A Marville, dans la Meuse, la construction de la seconde plus grande centrale photovoltaïque de France prend fin. Installée sur les 155 hectares de l'ancienne base aérienne, abandonnée par les militaires en 2002. Cette centrale est un projet écologique et agricole. Les 360.000 panneaux solaires devraient alimenter le canton en électricité, mais elle permet également à un jeune éleveur ovin de s'y installer avec ses 600 moutons pour assurer l'entretien de la zone.
A Marville, dans la Meuse, la construction de la seconde plus grande centrale photovoltaïque de France prend fin. Installée sur les 155 hectares de l'ancienne base aérienne, abandonnée par les militaires en 2002. Cette centrale est un projet écologique et agricole. Les 360.000 panneaux solaires devraient alimenter le canton en électricité, mais elle permet également à un jeune éleveur ovin de s'y installer avec ses 600 moutons pour assurer l'entretien de la zone. (Crédits : Reuters)

« On ne subit pas l'avenir, on le fait » (Georges Bernanos)

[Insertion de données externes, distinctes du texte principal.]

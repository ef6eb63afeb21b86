//! The compliance engine façade.
//!
//! Thin request handlers (out of scope) construct an [`Engine`] around a
//! store and a regulatory collaborator, then invoke one operation per
//! inbound request. Every operation is a short-lived unit of work: it
//! validates the request, checks authorization, consults the lifecycle
//! table, and performs its writes through the store seam. Time is always
//! passed in by the caller.

use crate::auth::{can_always_write, can_perform, can_see, Actor, Capability, Role};
use crate::critical::{approval_gate, classify_item_change, ApprovalGate, FailureChange};
use crate::detection::DetectorConfig;
use crate::lifecycle::ensure_transition;
use crate::model::{
    ApprovalOverride, AuditEntry, CriticalFailure, MaintenanceTask, ModuleItem, ModuleStatus,
    RegulatorySubmission, RegulatoryVerdict, RiskLevel, Trip, TripId, TripModule, TripStatus,
    MODULE_TEMPLATE,
};
use crate::ratelimit::RateLimiter;
use crate::regulatory::{RegulatoryApi, RegulatoryPayload};
use crate::scoring::{aggregate_score, module_risk, risk_level, ModuleScore};
use crate::store::ComplianceStore;
use chrono::{DateTime, Duration, NaiveDate, Utc};
use stillwater::validation::Validation;
use stillwater::NonEmptyVec;
use uuid::Uuid;

pub mod alerts;
pub mod error;
pub mod ingest;
pub mod requests;
pub mod sweep;

pub use error::EngineError;
pub use ingest::IngestOutcome;
pub use requests::{
    AlertUpdateRequest, FatigueIngestRequest, FieldViolation, ItemUpdateRequest,
    SpeedIngestRequest,
};
pub use sweep::SweepReport;

/// Result of submitting a trip for review.
#[derive(Clone, Debug, PartialEq)]
pub struct SubmitOutcome {
    pub status: TripStatus,
    pub aggregate_score: u8,
    pub risk_level: RiskLevel,
    pub has_critical_failures: bool,
}

/// Result of an approval/rejection decision.
#[derive(Clone, Debug, PartialEq)]
pub struct DecisionOutcome {
    pub status: TripStatus,
}

/// Result of an item update, reporting any failure bookkeeping.
#[derive(Clone, Debug)]
pub struct ItemUpdateOutcome {
    pub item: ModuleItem,
    pub failure_change: FailureChange,
}

/// The trip compliance and enforcement engine.
pub struct Engine<S: ComplianceStore, R: RegulatoryApi> {
    store: S,
    regulator: R,
    detector: DetectorConfig,
    limiter: RateLimiter,
}

/// Convert an accumulated boundary validation into an engine result.
fn validated(v: Validation<(), NonEmptyVec<FieldViolation>>) -> Result<(), EngineError> {
    match v {
        Validation::Success(_) => Ok(()),
        Validation::Failure(errors) => {
            Err(EngineError::Validation(errors.iter().cloned().collect()))
        }
    }
}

Dans un article récent de La Tribune, le Professeur François Lévêque fait un constat qu'il se propose de partager avec ses lecteurs en se défendant qu'il puisse être « l'expression d'un sentiment d'amertume ou de satisfaction ». Ce constat serait que : « La politique énergétique se dissout progressivement dans la politique climatique ».

Cette amertume ou cette satisfaction fait référence au nucléaire, sujet auquel ce professeur de l'école des Mines s'est intéressé pendant une dizaine d'années comme chercheur, au point d'en écrire un livre remarqué et qui fait référence sur le positionnement du sujet mais qui une fois de plus dans le texte de son article introduit le doute au sujet du nucléaire, sur la possibilité de rétablir un équilibre salutaire à Bruxelles, face à la « supériorité de l'Allemagne à défendre ses propres choix énergétiques ». Ce doute, cette ambiguïté dans le positionnement est à l'instar du titre de son livre : « Nucléaire : ON/OFF ». Au lecteur le soin de choisir et à d'autres le soin de s'engager pour sauver le nucléaire comme outil d'une politique climatique.

Bruxelles contre le nucléaire

Toutefois, dans un sursaut de volontarisme, il interroge les manœuvres de la Commission européenne contre le nucléaire comme une preuve que la politique énergétique peut encore l'emporter sur des politiques climatiques au vu du paradoxe que le gaz pourtant fossile pourrait bénéficier d'obligations vertes alors que le nucléaire pourtant neutre en carbone en serait exclu.

Cette décision de Bruxelles lui permet de préciser son constat comme « l'expression d'un double retournement » et, cette fois, on perçoit dans le texte que c'est plutôt l'amertume qui l'emporte. Je cite par soucis de clarté : « Le nucléaire n'est plus une source d'énergie pour l'Europe et la politique de l'énergie, ou plutôt ce qu'il en reste, est définitivement reléguée au niveau national ». Dont acte : exit la politique énergétique de l'Union européenne !

Est-ce bien vrai ? ne doit-on pas au contraire porter un regard plus optimiste et conquérant, en tous cas différent de ce constat anti-prospectif, qui ne révèle pas au fond la profondeur de cette inversion de priorité.

Pour cela, il faut d'abord comprendre l'évolution historique et prospective de l'énergie et le changement de paradigme qu'elle porte : basée sur des ressources fossiles avec un contenu industriel faible dans la valeur ajoutée mais avec des externalités fortes qui les condamnent aujourd'hui, les énergies sont vouées à muter malgré des progrès industriels et environnementaux désespérés, couteux  et insuffisants pour les sauver ; progrès reconnus et salués par tous sous le vocable d'efficacité énergétique que ce soit en amont et/ou en aval de chaque filière. Mais progrès voués à l'échec pour les énergies fossiles car à rendement décroissants !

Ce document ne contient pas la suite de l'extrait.